[Opening SUPPLIED MATERIAL section]

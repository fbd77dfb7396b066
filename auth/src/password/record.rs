use std::fmt;

use serde::Deserialize;
use serde::Serialize;

/// Stored password hash, self-describing and opaque to callers.
///
/// Persisted verbatim by the user store; only the hasher reads its fields.
#[derive(Clone, PartialEq, Eq, Serialize, Deserialize)]
#[serde(transparent)]
pub struct HashRecord(String);

impl HashRecord {
    pub fn as_str(&self) -> &str {
        &self.0
    }

    pub fn into_string(self) -> String {
        self.0
    }
}

impl From<String> for HashRecord {
    fn from(record: String) -> Self {
        Self(record)
    }
}

impl From<&str> for HashRecord {
    fn from(record: &str) -> Self {
        Self(record.to_string())
    }
}

impl AsRef<str> for HashRecord {
    fn as_ref(&self) -> &str {
        &self.0
    }
}

impl fmt::Display for HashRecord {
    fn fmt(&self, f: &mut fmt::Formatter<'_>) -> fmt::Result {
        f.write_str(&self.0)
    }
}

impl fmt::Debug for HashRecord {
    fn fmt(&self, f: &mut fmt::Formatter<'_>) -> fmt::Result {
        // Algorithm and parameters only; salt and digest stay out of logs.
        if !self.0.starts_with('$') {
            return f.write_str("HashRecord([opaque])");
        }
        let head = self.0.split('$').take(4).collect::<Vec<_>>().join("$");
        write!(f, "HashRecord({}$...)", head)
    }
}

/// Outcome of checking a password against a stored record.
#[derive(Debug, Clone, Copy, PartialEq, Eq, Hash)]
pub enum PasswordVerdict {
    /// Correct password, record uses the current algorithm and cost.
    Match,
    /// Wrong password or unreadable record.
    NoMatch,
    /// Correct password, but the record should be re-hashed and replaced.
    MatchButWeak,
}

impl PasswordVerdict {
    /// True for `Match` and `MatchButWeak`.
    pub fn is_match(self) -> bool {
        matches!(self, PasswordVerdict::Match | PasswordVerdict::MatchButWeak)
    }

    pub fn needs_rehash(self) -> bool {
        self == PasswordVerdict::MatchButWeak
    }
}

[Closing SUPPLIED MATERIAL section]

> _EXERCISE_
For the string "MatchButWeak", work out how many lines of the entries contain it and reply with that number alone.

> _TASK RESULT_
4